_PROBLEM STATEMENT_
Lines in which "DeserializeOwned" appears should be pulled from the data below.

*** Block opens ***

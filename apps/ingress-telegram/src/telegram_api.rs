//! Telegram Bot API client and the mapping from Bot API updates to relay updates.

use anyhow::{Context, Result, anyhow};
use async_trait::async_trait;
use relay_core::{
    ChannelDirectory, ChannelId, ChannelRef, Peer, RawMessage, RawUpdate, ResolvedChannel,
    normalize_handle,
};
use reqwest::{Client, StatusCode};
use serde::{Deserialize, de::DeserializeOwned};
use serde_json::{Map, Value};
use std::{sync::Arc, time::Duration};
use tokio::time::sleep;

const REQUEST_TIMEOUT: Duration = Duration::from_secs(10);

/// Update kinds requested from Telegram.
pub const ALLOWED_UPDATES: [&str; 4] = [
    "channel_post",
    "edited_channel_post",
    "message",
    "edited_message",
];

/// Message fields that mean the post carries media.
const MEDIA_FIELDS: [&str; 11] = [
    "photo",
    "video",
    "document",
    "audio",
    "voice",
    "animation",
    "sticker",
    "video_note",
    "poll",
    "location",
    "contact",
];

#[derive(Debug, Clone, Deserialize)]
struct TelegramResponse<T> {
    ok: bool,
    result: Option<T>,
    description: Option<String>,
    #[serde(default)]
    error_code: Option<u16>,
}

/// Bot API refusal that sending the same request again will not change.
#[derive(Debug, thiserror::Error)]
#[error("telegram {method} rejected ({status}): {description}")]
pub struct RejectedRequest {
    pub method: String,
    pub status: StatusCode,
    pub description: String,
}

/// Client errors are final, except rate limiting.
fn is_permanent(status: StatusCode) -> bool {
    status.is_client_error() && status != StatusCode::TOO_MANY_REQUESTS
}

#[derive(Debug, Clone, Deserialize)]
pub struct TelegramUpdate {
    pub update_id: i64,
    #[serde(default)]
    pub channel_post: Option<TelegramMessage>,
    #[serde(default)]
    pub edited_channel_post: Option<TelegramMessage>,
    #[serde(default)]
    pub message: Option<TelegramMessage>,
    #[serde(default)]
    pub edited_message: Option<TelegramMessage>,
    #[serde(flatten)]
    pub other: Map<String, Value>,
}

#[derive(Debug, Clone, Deserialize)]
pub struct TelegramMessage {
    pub message_id: i64,
    pub date: i64,
    pub chat: TelegramChat,
    #[serde(default)]
    pub text: Option<String>,
    #[serde(default)]
    pub caption: Option<String>,
    #[serde(flatten)]
    pub extra: Map<String, Value>,
}

#[derive(Debug, Clone, Deserialize)]
pub struct TelegramChat {
    pub id: i64,
    #[serde(default)]
    pub r#type: Option<String>,
    #[serde(default)]
    pub username: Option<String>,
    #[serde(default)]
    pub title: Option<String>,
}

impl TelegramChat {
    fn is_channel(&self) -> bool {
        self.r#type.as_deref() == Some("channel")
    }

    fn peer(&self) -> Peer {
        match self.r#type.as_deref() {
            Some("channel") => match ChannelId::from_marked(self.id) {
                Some(id) => Peer::Channel {
                    id,
                    handle: self.username.clone(),
                },
                None => Peer::Group { chat_id: self.id },
            },
            Some("private") => Peer::User { user_id: self.id },
            _ => Peer::Group { chat_id: self.id },
        }
    }
}

impl From<TelegramMessage> for RawMessage {
    fn from(msg: TelegramMessage) -> Self {
        let media = MEDIA_FIELDS
            .iter()
            .find(|field| msg.extra.contains_key(**field))
            .map(|field| field.to_string());
        RawMessage {
            id: msg.message_id,
            date: msg.date,
            peer: msg.chat.peer(),
            text: msg.text.or(msg.caption),
            media,
        }
    }
}

impl From<TelegramUpdate> for RawUpdate {
    fn from(update: TelegramUpdate) -> Self {
        if let Some(msg) = update.channel_post {
            RawUpdate::NewChannelMessage(msg.into())
        } else if let Some(msg) = update.edited_channel_post {
            RawUpdate::EditedChannelMessage(msg.into())
        } else if let Some(msg) = update.message {
            RawUpdate::NewMessage(msg.into())
        } else if let Some(msg) = update.edited_message {
            RawUpdate::EditedMessage(msg.into())
        } else {
            let kind = update
                .other
                .keys()
                .next()
                .cloned()
                .unwrap_or_else(|| "unknown".into());
            RawUpdate::Other(kind)
        }
    }
}

#[async_trait]
pub trait TelegramApi: Send + Sync {
    async fn get_updates(
        &self,
        offset: Option<i64>,
        timeout_secs: u64,
        allowed_updates: &[&str],
    ) -> Result<Vec<TelegramUpdate>>;
    async fn get_chat(&self, chat_id: &str) -> Result<TelegramChat>;
    async fn set_webhook(
        &self,
        url: &str,
        secret: Option<&str>,
        allowed_updates: &[&str],
    ) -> Result<()>;
    async fn delete_webhook(&self, drop_pending: bool) -> Result<()>;
}

#[derive(Clone)]
pub struct HttpTelegramApi {
    client: Client,
    api_base: String,
    bot_token: String,
}

impl HttpTelegramApi {
    pub fn new(client: Client, api_base: Option<String>, bot_token: impl Into<String>) -> Self {
        let api_base = api_base.unwrap_or_else(|| "https://api.telegram.org".into());
        Self {
            client,
            api_base,
            bot_token: bot_token.into(),
        }
    }

    fn url(&self, method: &str) -> String {
        format!(
            "{}/bot{}/{}",
            self.api_base.trim_end_matches('/'),
            self.bot_token,
            method
        )
    }

    async fn with_retry<F, Fut, T>(mut op: F) -> Result<T>
    where
        F: FnMut() -> Fut,
        Fut: std::future::Future<Output = Result<T>>,
    {
        let mut attempt = 0;
        let delays = [
            Duration::from_millis(250),
            Duration::from_secs(1),
            Duration::from_secs(4),
        ];
        loop {
            match op().await {
                Ok(value) => return Ok(value),
                Err(err) if err.downcast_ref::<RejectedRequest>().is_some() => return Err(err),
                Err(err) if attempt < delays.len() => {
                    tracing::debug!(error = %err, attempt, "telegram request failed; retrying");
                    sleep(delays[attempt]).await;
                    attempt += 1;
                    continue;
                }
                Err(err) => return Err(err),
            }
        }
    }

    async fn call<T: DeserializeOwned + Send>(
        &self,
        method: &str,
        payload: &Value,
        timeout: Duration,
    ) -> Result<T> {
        let endpoint = self.url(method);
        Self::with_retry(|| async {
            let res = self
                .client
                .post(&endpoint)
                .timeout(timeout)
                .json(payload)
                .send()
                .await
                // the request URL embeds the bot token
                .map_err(|err| anyhow::Error::new(err.without_url()))
                .with_context(|| format!("telegram {method} request"))?;
            let status = res.status();
            if is_permanent(status) {
                let description = res.text().await.unwrap_or_default();
                return Err(RejectedRequest {
                    method: method.to_string(),
                    status,
                    description,
                }
                .into());
            }
            if !status.is_success() {
                let body = res.text().await.unwrap_or_default();
                return Err(anyhow!("telegram {method} {status}: {body}"));
            }
            let body: TelegramResponse<T> = res
                .json()
                .await
                .map_err(|err| anyhow::Error::new(err.without_url()))
                .with_context(|| format!("decode telegram {method} response"))?;
            let description = body.description.unwrap_or_else(|| "unknown error".into());
            match (body.ok, body.result) {
                (true, Some(result)) => Ok(result),
                _ => match body
                    .error_code
                    .and_then(|code| StatusCode::from_u16(code).ok())
                    .filter(|status| is_permanent(*status))
                {
                    Some(status) => Err(RejectedRequest {
                        method: method.to_string(),
                        status,
                        description,
                    }
                    .into()),
                    None => Err(anyhow!("telegram {method} failed: {description}")),
                },
            }
        })
        .await
    }
}

#[async_trait]
impl TelegramApi for HttpTelegramApi {
    async fn get_updates(
        &self,
        offset: Option<i64>,
        timeout_secs: u64,
        allowed_updates: &[&str],
    ) -> Result<Vec<TelegramUpdate>> {
        let mut payload = serde_json::json!({
            "timeout": timeout_secs,
            "allowed_updates": allowed_updates,
        });
        if let Some(offset) = offset {
            payload["offset"] = Value::from(offset);
        }
        self.call(
            "getUpdates",
            &payload,
            Duration::from_secs(timeout_secs) + REQUEST_TIMEOUT,
        )
        .await
    }

    async fn get_chat(&self, chat_id: &str) -> Result<TelegramChat> {
        let payload = serde_json::json!({ "chat_id": chat_id });
        self.call("getChat", &payload, REQUEST_TIMEOUT).await
    }

    async fn set_webhook(
        &self,
        url: &str,
        secret: Option<&str>,
        allowed_updates: &[&str],
    ) -> Result<()> {
        let payload = serde_json::json!({
            "url": url,
            "secret_token": secret,
            "allowed_updates": allowed_updates,
        });
        self.call::<Value>("setWebhook", &payload, REQUEST_TIMEOUT)
            .await
            .map(|_| ())
    }

    async fn delete_webhook(&self, drop_pending: bool) -> Result<()> {
        let payload = serde_json::json!({ "drop_pending_updates": drop_pending });
        self.call::<Value>("deleteWebhook", &payload, REQUEST_TIMEOUT)
            .await
            .map(|_| ())
    }
}

/// Resolves channel references with `getChat`.
pub struct TelegramDirectory {
    api: Arc<dyn TelegramApi>,
}

impl TelegramDirectory {
    pub fn new(api: Arc<dyn TelegramApi>) -> Self {
        Self { api }
    }
}

#[async_trait]
impl ChannelDirectory for TelegramDirectory {
    async fn lookup(&self, reference: &ChannelRef) -> Result<ResolvedChannel> {
        let chat_id = match reference {
            ChannelRef::Numeric(id) => id
                .marked()
                .with_context(|| format!("channel id {id} is out of range"))?
                .to_string(),
            ChannelRef::Handle(handle) => format!("@{handle}"),
        };
        let chat = self.api.get_chat(&chat_id).await?;
        if !chat.is_channel() {
            anyhow::bail!(
                "{reference} is a {} chat, not a channel",
                chat.r#type.as_deref().unwrap_or("unknown")
            );
        }
        let id = ChannelId::from_marked(chat.id)
            .with_context(|| format!("unexpected channel chat id {}", chat.id))?;
        Ok(ResolvedChannel {
            id,
            handle: chat
                .username
                .as_deref()
                .map(normalize_handle)
                .filter(|h| !h.is_empty()),
        })
    }
}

*** Block closes ***

_RESULT OF THE EXERCISE_
use serde::{Deserialize, de::DeserializeOwned};
    async fn call<T: DeserializeOwned + Send>(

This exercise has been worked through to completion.